One-form symmetry and its spontaneously breaking

Question

In the paper "Generalized global symmetry" by Gaiotto, Kapustin, Seiberg and Willett: https://arxiv.org/abs/1412.5148, in section 5 they describe the spontaneously breaking of 1-form symmetry in 4d as following:

We interpret an area law for a charged loop operator as reflecting the fact that the corresponding one-form symmetry is unbroken. Indeed, the expectation value of the loop vanishes as its size is taken to infinity. Perimeter law can be set to zero by redefining the operator by a local geometric counterterm. Then, perimeter law and Coulomb behavior mean that the loop has a nonzero expectation value when it is large and correspondingly the symmetry is spontaneously broken.

This means if the vev of the Wilson line $\langle W(C) \rangle$ along a contour $C$ satisfies the area law $\langle W(C) \rangle \sim e^{- \textrm{Area}(C)}$ then the 1-form symmetry is preserved. On the other hand, if that satisfies the perimeter law $\langle W(C) \rangle \sim e^{-\textrm{Perimeter}(C)}$ then the 1-form symmetry is spontaneously broken.

On the other hand, for the 0-form symmetry acting on a field $\phi$, we know that if $\phi$ develops a background $\langle \phi \rangle \neq 0$, then 0-form symmetry is broken because $\langle \phi \rangle$ is not invariant under the symmetry.

My question is the following. For the 1-form symmetry, when the vev of the Wilson loop $\langle W(C) \rangle \sim e^{- \textrm{Area}(C)}$ satisfies the area law, under the 1-form symmetry this vev will develop a phase and is not invariant. Then why do we say the 1-form symmetry is unbroken in this case? Is it important to take the size to infinity as mentioned above?

Answer 1

It is not important to take the size to infinity. If the symmetry is preserved, any operator that is charged under that symmetry will not develop a vacuum expectation value (vev).

The reason the area law for the unbroken phase does not contradict the above statement is because the operator $W(C)$ is not charged under the global 1-form symmetry, when $C$ is a contractible loop.
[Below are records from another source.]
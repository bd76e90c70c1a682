//! Diagnostics setup
//!
//! Console output respects `RUST_LOG`:
//! - `RUST_LOG=debug` - all debug logs
//! - `RUST_LOG=glint::pipeline=debug` - scheduler and reactor only
//! - `RUST_LOG=glint::annotate=debug` - directive diagnostics

use tracing_subscriber::{EnvFilter, Layer, fmt, layer::SubscriberExt, util::SubscriberInitExt};

/// Initialize the tracing subscriber, defaulting to `warn`
///
/// Logs go to stderr so `glint render` can stream HTML on stdout.
pub fn init() {
    let filter = EnvFilter::try_from_default_env().unwrap_or_else(|_| EnvFilter::new("warn"));

    let console_layer = fmt::layer()
        .with_writer(std::io::stderr)
        .with_target(true)
        .with_line_number(true)
        .with_filter(filter);

    tracing_subscriber::registry().with(console_layer).init();
}
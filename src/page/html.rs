//! Reading and writing pages as HTML
//!
//! Only two things are understood: the `<html>` start tag and
//! `<pre><code>...</code></pre>` blocks. Everything else is carried through
//! untouched.

use super::document::{Content, Page, Segment};
use super::{COPY_CLASS, RENDERED_CLASS};
use crate::syntax::escape_html;

impl Page {
    /// Build a page from generated HTML
    pub fn from_html(html: &str) -> Self {
        let mut page = Page::new();
        let mut pos = 0;

        if let Some((start, end)) = find_tag(html, 0, "html") {
            let attrs = parse_attrs(&html[start + "<html".len()..end - 1]);
            for (name, value) in attrs {
                if name == "class" {
                    page.root.classes = split_classes(&value);
                } else {
                    page.root.attrs.push((name, value));
                }
            }
            page.segments.push(Segment::Html(html[..start].to_string()));
            page.segments.push(Segment::Root);
            pos = end;
        }

        while let Some((pre_start, pre_end)) = find_tag(html, pos, "pre") {
            match parse_code_block(html, pre_end) {
                Some(block) => {
                    page.segments
                        .push(Segment::Html(html[pos..pre_start].to_string()));
                    page.push_block(
                        block.classes,
                        decode_entities(block.text),
                        html[pre_start..pre_end].to_string(),
                        block.attrs,
                    );
                    pos = block.end;
                }
                None => {
                    // Not a code block; keep it as plain HTML
                    page.segments
                        .push(Segment::Html(html[pos..pre_end].to_string()));
                    pos = pre_end;
                }
            }
        }

        page.segments.push(Segment::Html(html[pos..].to_string()));
        page
    }

    /// Serialize the page, rendered blocks included
    pub fn to_html(&self) -> String {
        let mut out = String::new();
        for segment in &self.segments {
            match segment {
                Segment::Html(html) => out.push_str(html),
                Segment::Root => {
                    out.push_str("<html");
                    if !self.root.classes.is_empty() {
                        push_attr(&mut out, "class", &self.root.classes.join(" "));
                    }
                    for (name, value) in &self.root.attrs {
                        push_attr(&mut out, name, value);
                    }
                    out.push('>');
                }
                Segment::Block(index) => {
                    let slot = &self.slots[*index];
                    match &slot.node.content {
                        Content::Source(text) => {
                            out.push_str(&slot.pre_open);
                            out.push_str("<code");
                            if !slot.node.classes.is_empty() {
                                push_attr(&mut out, "class", &slot.node.classes.join(" "));
                            }
                            for (name, value) in &slot.code_attrs {
                                push_attr(&mut out, name, value);
                            }
                            out.push('>');
                            out.push_str(&escape_html(text));
                            out.push_str("</code></pre>");
                        }
                        Content::Rendered(rendered) => {
                            out.push_str(&format!(
                                "<div class=\"{}\" data-theme=\"{}\">",
                                RENDERED_CLASS,
                                escape_html(&rendered.theme)
                            ));
                            out.push_str(&rendered.markup);
                            out.push_str(&format!(
                                "<button class=\"{}\" type=\"button\" data-state=\"{}\" aria-label=\"Copy code\">{}</button></div>",
                                COPY_CLASS,
                                rendered.copy.state.as_str(),
                                rendered.copy.state.label()
                            ));
                        }
                    }
                }
            }
        }
        out
    }
}

struct CodeBlock<'a> {
    classes: Vec<String>,
    attrs: Vec<(String, String)>,
    text: &'a str,
    /// Byte offset just past `</pre>`
    end: usize,
}

/// `<code ...>text</code>` followed by `</pre>`, starting right after `<pre>`
fn parse_code_block(html: &str, after_pre: usize) -> Option<CodeBlock<'_>> {
    let code_start = after_pre + leading_ws(&html[after_pre..]);
    let (start, open_end) = find_tag(html, code_start, "code")?;
    if start != code_start {
        return None;
    }

    let close = open_end + html[open_end..].find("</code>")?;
    let after_code = close + "</code>".len();
    let pre_close = after_code + leading_ws(&html[after_code..]);
    if !html[pre_close..].starts_with("</pre>") {
        return None;
    }

    let mut classes = Vec::new();
    let mut attrs = Vec::new();
    for (name, value) in parse_attrs(&html[start + "<code".len()..open_end - 1]) {
        if name == "class" {
            classes = split_classes(&value);
        } else {
            attrs.push((name, value));
        }
    }

    Some(CodeBlock {
        classes,
        attrs,
        text: &html[open_end..close],
        end: pre_close + "</pre>".len(),
    })
}

/// Find the next `<name ...>` start tag at or after `from`; returns the
/// offsets of `<` and just past `>`
fn find_tag(html: &str, from: usize, name: &str) -> Option<(usize, usize)> {
    let needle = format!("<{}", name);
    let mut search = from;
    while let Some(found) = html[search..].find(&needle) {
        let start = search + found;
        let after = start + needle.len();
        match html[after..].chars().next() {
            Some(c) if c == '>' || c.is_ascii_whitespace() => {
                return Some((start, tag_end(html, after)?));
            }
            _ => search = after,
        }
    }
    None
}

/// Offset just past the `>` closing the tag whose attributes start at
/// `from`; a `>` inside a quoted attribute value does not count
fn tag_end(html: &str, from: usize) -> Option<usize> {
    let mut quote = None;
    let mut after_eq = false;
    for (i, b) in html.bytes().enumerate().skip(from) {
        match quote {
            Some(q) if b == q => quote = None,
            Some(_) => {}
            None => match b {
                b'>' => return Some(i + 1),
                b'"' | b'\'' if after_eq => quote = Some(b),
                b'=' => after_eq = true,
                b if b.is_ascii_whitespace() => {}
                _ => after_eq = false,
            },
        }
    }
    None
}

fn leading_ws(s: &str) -> usize {
    s.len() - s.trim_start().len()
}

fn split_classes(value: &str) -> Vec<String> {
    value.split_whitespace().map(String::from).collect()
}

fn push_attr(out: &mut String, name: &str, value: &str) {
    out.push(' ');
    out.push_str(name);
    out.push_str("=\"");
    out.push_str(&escape_html(value));
    out.push('"');
}

/// Parse `a="x" b='y' c=z d` into name/value pairs, values entity-decoded
pub(crate) fn parse_attrs(s: &str) -> Vec<(String, String)> {
    let mut attrs = Vec::new();
    let mut rest = s.trim_start();

    while !rest.is_empty() {
        let name_len = rest
            .find(|c: char| c.is_ascii_whitespace() || c == '=' || c == '/')
            .unwrap_or(rest.len());
        if name_len == 0 {
            // Stray `/` or `=`
            rest = rest[1..].trim_start();
            continue;
        }
        let name = rest[..name_len].to_ascii_lowercase();
        rest = rest[name_len..].trim_start();

        let value = if let Some(after_eq) = rest.strip_prefix('=') {
            let after_eq = after_eq.trim_start();
            let (value, remaining) = match after_eq.chars().next() {
                Some(q @ ('"' | '\'')) => {
                    let body = &after_eq[1..];
                    let close = body.find(q).unwrap_or(body.len());
                    (&body[..close], body.get(close + 1..).unwrap_or(""))
                }
                _ => {
                    let end = after_eq
                        .find(|c: char| c.is_ascii_whitespace())
                        .unwrap_or(after_eq.len());
                    (&after_eq[..end], &after_eq[end..])
                }
            };
            rest = remaining.trim_start();
            decode_entities(value)
        } else {
            String::new()
        };

        attrs.push((name, value));
    }
    attrs
}

/// Decode the character references a page generator emits
pub(crate) fn decode_entities(text: &str) -> String {
    let mut out = String::with_capacity(text.len());
    let mut rest = text;

    while let Some(amp) = rest.find('&') {
        out.push_str(&rest[..amp]);
        rest = &rest[amp..];

        let decoded = rest.find(';').filter(|&semi| semi <= 10).and_then(|semi| {
            let entity = &rest[1..semi];
            let c = match entity {
                "amp" => Some('&'),
                "lt" => Some('<'),
                "gt" => Some('>'),
                "quot" => Some('"'),
                "apos" => Some('\''),
                "nbsp" => Some('\u{a0}'),
                _ => {
                    let code = if let Some(hex) = entity
                        .strip_prefix("#x")
                        .or_else(|| entity.strip_prefix("#X"))
                    {
                        u32::from_str_radix(hex, 16).ok()
                    } else {
                        entity.strip_prefix('#').and_then(|d| d.parse().ok())
                    };
                    code.and_then(char::from_u32)
                }
            };
            c.map(|c| (c, semi))
        });

        match decoded {
            Some((c, semi)) => {
                out.push(c);
                rest = &rest[semi + 1..];
            }
            None => {
                out.push('&');
                rest = &rest[1..];
            }
        }
    }

    out.push_str(rest);
    out
}
//! Rendered markup: one element per source line
//!
//! Keeping lines discrete lets later passes (highlight levels, notation
//! transformers) add classes by position without re-parsing HTML.

use crate::theme::{Color, Style, Theme};

/// A styled run of text
#[derive(Debug, Clone, PartialEq, Eq)]
pub struct Token {
    pub text: String,
    /// `None` inherits the block foreground
    pub style: Option<Style>,
}

impl Token {
    pub fn plain(text: impl Into<String>) -> Self {
        Self {
            text: text.into(),
            style: None,
        }
    }

    pub fn styled(text: impl Into<String>, style: Option<Style>) -> Self {
        Self {
            text: text.into(),
            style,
        }
    }
}

/// One display line
#[derive(Debug, Clone, Default, PartialEq, Eq)]
pub struct RenderedLine {
    pub tokens: Vec<Token>,
    pub classes: Vec<String>,
}

impl RenderedLine {
    pub fn plain(text: &str) -> Self {
        let tokens = if text.is_empty() {
            Vec::new()
        } else {
            vec![Token::plain(text)]
        };
        Self {
            tokens,
            classes: Vec::new(),
        }
    }

    /// The line's text without markup
    pub fn text(&self) -> String {
        self.tokens.iter().map(|t| t.text.as_str()).collect()
    }

    pub fn add_class(&mut self, class: &str) {
        if !self.classes.iter().any(|c| c == class) {
            self.classes.push(class.to_string());
        }
    }

    pub fn has_class(&self, class: &str) -> bool {
        self.classes.iter().any(|c| c == class)
    }
}

/// Engine output for one block
#[derive(Debug, Clone, PartialEq, Eq)]
pub struct Fragment {
    pub theme: String,
    pub language: String,
    pub background: Color,
    pub foreground: Color,
    /// Extra classes for the `<pre>` element
    pub classes: Vec<String>,
    pub lines: Vec<RenderedLine>,
}

impl Fragment {
    /// An empty fragment carrying the theme's chrome
    pub fn new(theme: &Theme, language: &str) -> Self {
        Self {
            theme: theme.name.clone(),
            language: language.to_string(),
            background: theme.background,
            foreground: theme.foreground,
            classes: Vec::new(),
            lines: Vec::new(),
        }
    }

    /// Unstyled rendering, one token per line
    pub fn plain(theme: &Theme, language: &str, code: &str) -> Self {
        let mut fragment = Self::new(theme, language);
        fragment.lines = code.split('\n').map(RenderedLine::plain).collect();
        fragment
    }

    /// Add a class to the line at `index` (0-based); false if out of range
    pub fn add_line_class(&mut self, index: usize, class: &str) -> bool {
        match self.lines.get_mut(index) {
            Some(line) => {
                line.add_class(class);
                true
            }
            None => false,
        }
    }

    pub fn add_class(&mut self, class: &str) {
        if !self.classes.iter().any(|c| c == class) {
            self.classes.push(class.to_string());
        }
    }

    /// The fragment's text without markup
    pub fn text(&self) -> String {
        self.lines
            .iter()
            .map(RenderedLine::text)
            .collect::<Vec<_>>()
            .join("\n")
    }

    pub fn to_html(&self) -> String {
        let mut html = String::with_capacity(64 + self.lines.len() * 48);

        html.push_str("<pre class=\"glint ");
        html.push_str(&escape_html(&self.theme));
        for class in &self.classes {
            html.push(' ');
            html.push_str(&escape_html(class));
        }
        html.push_str(&format!(
            "\" style=\"background-color:{};color:{}\" tabindex=\"0\" data-language=\"{}\"><code>",
            self.background.to_hex(),
            self.foreground.to_hex(),
            escape_html(&self.language)
        ));

        for (i, line) in self.lines.iter().enumerate() {
            if i > 0 {
                html.push('\n');
            }
            html.push_str("<span class=\"line");
            for class in &line.classes {
                html.push(' ');
                html.push_str(&escape_html(class));
            }
            html.push_str("\">");
            for token in &line.tokens {
                match token.style {
                    Some(style) => {
                        html.push_str("<span style=\"");
                        html.push_str(&style.to_css());
                        html.push_str("\">");
                        html.push_str(&escape_html(&token.text));
                        html.push_str("</span>");
                    }
                    None => html.push_str(&escape_html(&token.text)),
                }
            }
            html.push_str("</span>");
        }

        html.push_str("</code></pre>");
        html
    }
}

/// Escape text for HTML element content and attribute values
pub fn escape_html(text: &str) -> String {
    let mut escaped = String::with_capacity(text.len());
    for c in text.chars() {
        match c {
            '&' => escaped.push_str("&amp;"),
            '<' => escaped.push_str("&lt;"),
            '>' => escaped.push_str("&gt;"),
            '"' => escaped.push_str("&quot;"),
            '\'' => escaped.push_str("&#39;"),
            _ => escaped.push(c),
        }
    }
    escaped
}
Consider (Euclidean) spacetime to be on a $(d+1)$-dimensional torus. For $p$-form symmetries, the symmetry operator lives on a $(d-p)$-dimensional manifold $\Sigma_{d-p}$ that wraps nontrivially around this torus, usually considered to be a time-slice for 0-form symmetries. (Refer Fig. 2 in this review paper). If you have $p=1$ and a contractible loop $C$, it is easy to see that $W(C)$ is uncharged under the symmetry because $C$ and $\Sigma_{d-1}$ intersect an even number of times which cancels out.

Why do we use the expectation value of an uncharged object to characterize spontaneous symmetry breaking (SSB)? This can be viewed in analogy to conventional (0-form) SSB, and the concept of long-range order. One way to diagnose SSB is by creating a particle and an antiparticle at the ends of a string, and ask how the vev of this operator depends on the length of this string. If the symmetry is preserved, it decays exponentially in the length of the string ("area law") whereas if it is broken, there is a constant value with a subleading exponential decay ("perimeter law", perimeter = constant).

We can take this analogy to 1-form symmetries. The particle-antiparticle pair is replaced by an operator $W(C)$ living on the contractible loop $C$. The string connecting the two particles is replaced by the membrane enclosed by $C$. We say the symmetry is preserved when the vev of $W(C)$ decays exponentially in the area, and broken if it decays exponentially in the perimeter.

To drive this point home, one can go back to imagining spacetime on a torus, and smoothly deforming $C$ to wrap around one non-trivial cycle of the torus, such that $C$ becomes two separated non-trivial cycles of the torus with opposite direction, which I will call $C_1$ and $C_2$, with a cylinder shaped membrane between them. Note that $W(C) = W(C_1)W(C_2)$, and $W(C_1), W(C_2)$ are charged under the 1-form global symmetry! Next, I imagine separating $C_1$ and $C_2$ from each other by increasing the height of the cylinder connecting them, let's call this height/separation $h$. The vev decays exponentially in $h$ if we are in area law, but remains constant (with a subleasing decay) if we are in perimeter law. For sufficiently large separation $h$, we can use the usual long-range order argument to say $\langle W(C)\rangle = \langle W(C_1)\rangle \langle W(C_2)\rangle$ and claim that in the case of perimeter law, the charged objects $W(C_1), W(C_2)$ gain an expectation value. Therefore perimeter law implies SSB of 1-form symmetry.